I AM an only child, but I was raised by my grandparents in Bicol. As far as I can remember, I was never close to my mom. Although she is the only parent I have, since my dad never showed up again after getting my mom pregnant, that fact didn’t provide me better chances to be close to her. Being a single parent, she had to provide for me all by herself and so she decided to work abroad. She left me under the care of my grandparents.
My life as a child was lonely. Unlike other children, I wasn’t allowed to go outside so I never had friends among our neighbors. And since I also didn’t have any siblings, I had to play all by myself inside the house. My grandparents tried their best to be my playmates, but it didn’t work very well. I was stuck in a small house with two senior citizens, my toys and my books.
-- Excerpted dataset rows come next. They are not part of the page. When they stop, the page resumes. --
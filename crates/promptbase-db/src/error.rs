//! Error types for the persistence gateway.

use thiserror::Error;

/// Errors raised while opening or querying the prompt store.
#[derive(Debug, Error)]
pub enum GatewayError {
    /// The connection string is missing, malformed, or points at an
    /// unreachable store. Fatal at startup.
    #[error("connection error: {0}")]
    Connection(String),

    /// A statement failed inside SQLite.
    #[error("database error: {0}")]
    Database(#[from] rusqlite::Error),

    /// A previous holder of the connection panicked.
    #[error("database lock poisoned")]
    LockPoisoned,
}

/// Convenience alias for results with [`GatewayError`].
pub type Result<T> = std::result::Result<T, GatewayError>;
//! Prompts store: every statement that touches the `prompts` table.
//!
//! All values are bound as parameters. The only text spliced into SQL is the
//! `ORDER BY` fragment, which comes from [`SortOrder::sql`] and never from the
//! caller.

use std::fmt;
use std::str::FromStr;
use std::sync::MutexGuard;

use chrono::{DateTime, NaiveDateTime, Utc};
use rusqlite::types::Type;
use rusqlite::{params, Connection, OptionalExtension};
use serde::{Deserialize, Serialize};
use tracing::debug;

/// Text layout of `created_at` / `updated_at` as SQLite stores them.
pub const TIMESTAMP_FORMAT: &str = "%Y-%m-%d %H:%M:%S%.f";

const COLUMNS: &str = "id, title, prompt, is_favorite, created_at, updated_at";

/// A stored prompt.
#[derive(Debug, Clone, PartialEq, Eq, Serialize, Deserialize)]
#[serde(rename_all = "camelCase")]
pub struct Prompt {
    pub id: i64,
    pub title: String,
    pub prompt: String,
    pub is_favorite: bool,
    pub created_at: DateTime<Utc>,
    pub updated_at: DateTime<Utc>,
}

/// The three fixed list orderings.
#[derive(Debug, Clone, Copy, Default, PartialEq, Eq, Serialize, Deserialize)]
#[serde(rename_all = "kebab-case")]
pub enum SortOrder {
    #[default]
    Newest,
    Oldest,
    FavoritesFirst,
}

impl SortOrder {
    pub const ALL: [SortOrder; 3] = [Self::Newest, Self::Oldest, Self::FavoritesFirst];

    /// `ORDER BY` fragment. Ties on `created_at` fall back to `id` so rows
    /// inserted within the same millisecond keep insertion order.
    pub fn sql(self) -> &'static str {
        match self {
            Self::Newest => "created_at DESC, id DESC",
            Self::Oldest => "created_at ASC, id ASC",
            Self::FavoritesFirst => "is_favorite DESC, created_at DESC, id DESC",
        }
    }

    /// Label shown in the sort selector.
    pub fn label(self) -> &'static str {
        match self {
            Self::Newest => "Newest",
            Self::Oldest => "Oldest",
            Self::FavoritesFirst => "Favorites First",
        }
    }

    /// Identifier used in query strings.
    pub fn value(self) -> &'static str {
        match self {
            Self::Newest => "newest",
            Self::Oldest => "oldest",
            Self::FavoritesFirst => "favorites-first",
        }
    }
}

impl fmt::Display for SortOrder {
    fn fmt(&self, f: &mut fmt::Formatter<'_>) -> fmt::Result {
        f.write_str(self.label())
    }
}

impl FromStr for SortOrder {
    type Err = String;

    fn from_str(s: &str) -> Result<Self, Self::Err> {
        match s.trim().to_ascii_lowercase().as_str() {
            "newest" => Ok(Self::Newest),
            "oldest" => Ok(Self::Oldest),
            "favorites first" | "favorites-first" | "favorites_first" => Ok(Self::FavoritesFirst),
            other => Err(format!("unknown sort order: {}", other)),
        }
    }
}

/// Prompts store with a borrowed connection.
pub struct Prompts<'db> {
    conn: MutexGuard<'db, Connection>,
}

impl<'db> Prompts<'db> {
    pub(crate) fn new(conn: MutexGuard<'db, Connection>) -> Self {
        Self { conn }
    }

    /// Insert a new prompt and return the id the store assigned.
    ///
    /// Callers validate that `title` and `prompt` are non-empty; the table's
    /// CHECK constraints reject them otherwise.
    pub fn insert(&self, title: &str, prompt: &str, is_favorite: bool) -> crate::Result<i64> {
        let id: i64 = self.conn.query_row(
            "INSERT INTO prompts (title, prompt, is_favorite) VALUES (?1, ?2, ?3) RETURNING id",
            params![title, prompt, is_favorite],
            |row| row.get(0),
        )?;

        debug!(id, is_favorite, "inserted prompt");
        Ok(id)
    }

    /// Overwrite the mutable fields of a prompt and refresh `updated_at`.
    ///
    /// Returns `false` when no row has this id.
    pub fn update(
        &self,
        id: i64,
        title: &str,
        prompt: &str,
        is_favorite: bool,
    ) -> crate::Result<bool> {
        let affected = self.conn.execute(
            r#"
            UPDATE prompts
            SET title = ?1,
                prompt = ?2,
                is_favorite = ?3,
                updated_at = strftime('%Y-%m-%d %H:%M:%f', 'now')
            WHERE id = ?4
            "#,
            params![title, prompt, is_favorite, id],
        )?;

        debug!(id, affected, "updated prompt");
        Ok(affected > 0)
    }

    /// Delete a prompt by id. Returns `false` when nothing was deleted.
    pub fn delete(&self, id: i64) -> crate::Result<bool> {
        let affected = self
            .conn
            .execute("DELETE FROM prompts WHERE id = ?1", params![id])?;

        debug!(id, affected, "deleted prompt");
        Ok(affected > 0)
    }

    /// Flip `is_favorite` in place with a single statement.
    pub fn toggle_favorite(&self, id: i64) -> crate::Result<bool> {
        let affected = self.conn.execute(
            r#"
            UPDATE prompts
            SET is_favorite = NOT is_favorite,
                updated_at = strftime('%Y-%m-%d %H:%M:%f', 'now')
            WHERE id = ?1
            "#,
            params![id],
        )?;

        debug!(id, affected, "toggled favorite");
        Ok(affected > 0)
    }

    /// Prompts whose title or body contains `query`, ignoring case.
    ///
    /// The query is matched literally, with no wildcards. An empty query
    /// matches every prompt.
    pub fn search(&self, query: &str, order: SortOrder) -> crate::Result<Vec<Prompt>> {
        let sql = format!(
            r#"SELECT {} FROM prompts
              WHERE ?1 = ''
                 OR instr(casefold(title), casefold(?1)) > 0
                 OR instr(casefold(prompt), casefold(?1)) > 0
              ORDER BY {}"#,
            COLUMNS,
            order.sql()
        );

        let mut stmt = self.conn.prepare(&sql)?;
        let rows = stmt.query_map(params![query], Self::row_to_prompt)?;

        let mut prompts = Vec::new();
        for row in rows {
            prompts.push(row?);
        }

        debug!(query, order = order.value(), matched = prompts.len(), "searched prompts");
        Ok(prompts)
    }

    /// Get a prompt by id.
    pub fn fetch_one(&self, id: i64) -> crate::Result<Option<Prompt>> {
        let prompt = self
            .conn
            .query_row(
                &format!("SELECT {} FROM prompts WHERE id = ?1", COLUMNS),
                params![id],
                Self::row_to_prompt,
            )
            .optional()?;

        Ok(prompt)
    }

    /// Number of stored prompts.
    pub fn count(&self) -> crate::Result<usize> {
        let count: i64 = self
            .conn
            .query_row("SELECT COUNT(*) FROM prompts", [], |row| row.get(0))?;
        Ok(usize::try_from(count).unwrap_or_default())
    }

    fn row_to_prompt(row: &rusqlite::Row) -> Result<Prompt, rusqlite::Error> {
        Ok(Prompt {
            id: row.get(0)?,
            title: row.get(1)?,
            prompt: row.get(2)?,
            is_favorite: row.get(3)?,
            created_at: parse_timestamp(row, 4)?,
            updated_at: parse_timestamp(row, 5)?,
        })
    }
}

fn parse_timestamp(row: &rusqlite::Row, idx: usize) -> Result<DateTime<Utc>, rusqlite::Error> {
    let text: String = row.get(idx)?;
    NaiveDateTime::parse_from_str(&text, TIMESTAMP_FORMAT)
        .map(|dt| dt.and_utc())
        .map_err(|e| rusqlite::Error::FromSqlConversionFailure(idx, Type::Text, Box::new(e)))
}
That was my life even when I went to elementary school. After classes were done for the day, I went home right away without playing with my classmates. For someone who has been cooped up in the same old house since forever, rejecting other children’s invitation to play ball or go to the mall became more and more painful. I became lonelier than before. Although my grandparents gave me more attention than I needed, I felt something missing in my life. I thought then that it was because I had no friends.
After graduating from elementary, I was admitted to the Philippine Science High School-Bicol Region Campus. I had to live in the dormitory since it’s a three-hour commute from my grandparents’ house to the school. There, I made lots of friends. I experienced things that I could only dream of doing back in grade school. I got to hang out with friends, interact with them, go to places with them, and even fall in love with someone. Finally I felt alive. But even though I had friends and I was able to do the things I wanted to do, I still felt empty inside.
I never thought that the last piece of the puzzle was my mom. During those years of childhood and growing up, she was never with me. Yes, I got phone calls, pictures and packages full of stuff from her, but those things weren’t what I needed badly. Yes, she came home during Christmas and other special occasions, but those times were never enough.
Some time during my grade-school years, my mom had returned from the United States. But she was based in Manila, so I was still miles and miles away from her. When we learned that I had been accepted to the Philippine Science High School, my mom was overjoyed. She thought that we would finally be together in Manila.
It was not to be. It turned out that I had been accepted to the regional campus of Pisay so I had to remain in Bicol.
For four years, I worked hard so that I could get a scholarship in any university in Metro Manila. My efforts paid off when the Ateneo de Manila University granted me a scholarship. Mom and I were very happy that finally we would be able to live together. Now that I am here, I thought to myself, nothing will ever separate us anymore.
But fate again played tricks with us. My mom needed to go back to Bicol and to take care of my grandparents. I finally made it to the big city, but now she has to stay in Bicol.
That has been my life. All the time I have wanted my mom to be with me, to kiss me before I go to school, to ask me to eat when I get home, to hug me when I feel blue, to take care of me when I am sick, to tuck me in at night before I go to sleep, to go to Family Day with me, to attend my Recognition Day, to hang medals around my neck that I worked so hard to earn. I want her to see that I am doing my part to have a brighter future and she doesn’t need to work somewhere far away from me anymore.
All this time that she has been working hard for my future she doesn’t realize that my present is crumbling. She doesn’t see that without the present, there won’t be any future. A child like me cares about the present because that’s what matters most and that’s what will determine my future. I don’t care about rising to the top of the corporate world or being somebody. What I want is to feel that right this very moment I am not alone, I am loved, and I have a mom. Even though I know that I am not alone, I am loved, and I have a mom, I want to see it with my own eyes and not just trust what my heart is telling me. Sometimes, it is hard to listen to your heart if your eyes tell you otherwise.
All this time, I have tried to understand that all of these sacrifices we were making were for my sake. I have tried to keep in mind that no matter what, she will always be there for me. I have tried to believe that someday all of our sufferings will be over and we will finally be together as a family.
I have tried to understand that in time everything will be all right, but it is not easy. Why do people not realize that understanding all those things won’t take away the pain that I am feeling right now and that my future, no matter how great that might be, won’t be able to erase this hurt and emptiness that I feel and that it will forever be with me. This loneliness has scarred me for life and not even a great future will ever make up for that.
In time, people will say the same things over and over again, but they will just prove me right in thinking that they never truly understand what it feels to be me and to have this kind of relationship with my mom. I never became close with my mom. I wanted to, but we just didn’t have the chance.
Jayson Aleksie R. Barce, 17, is BS Chemistry freshman at the Ateneo de Manila University.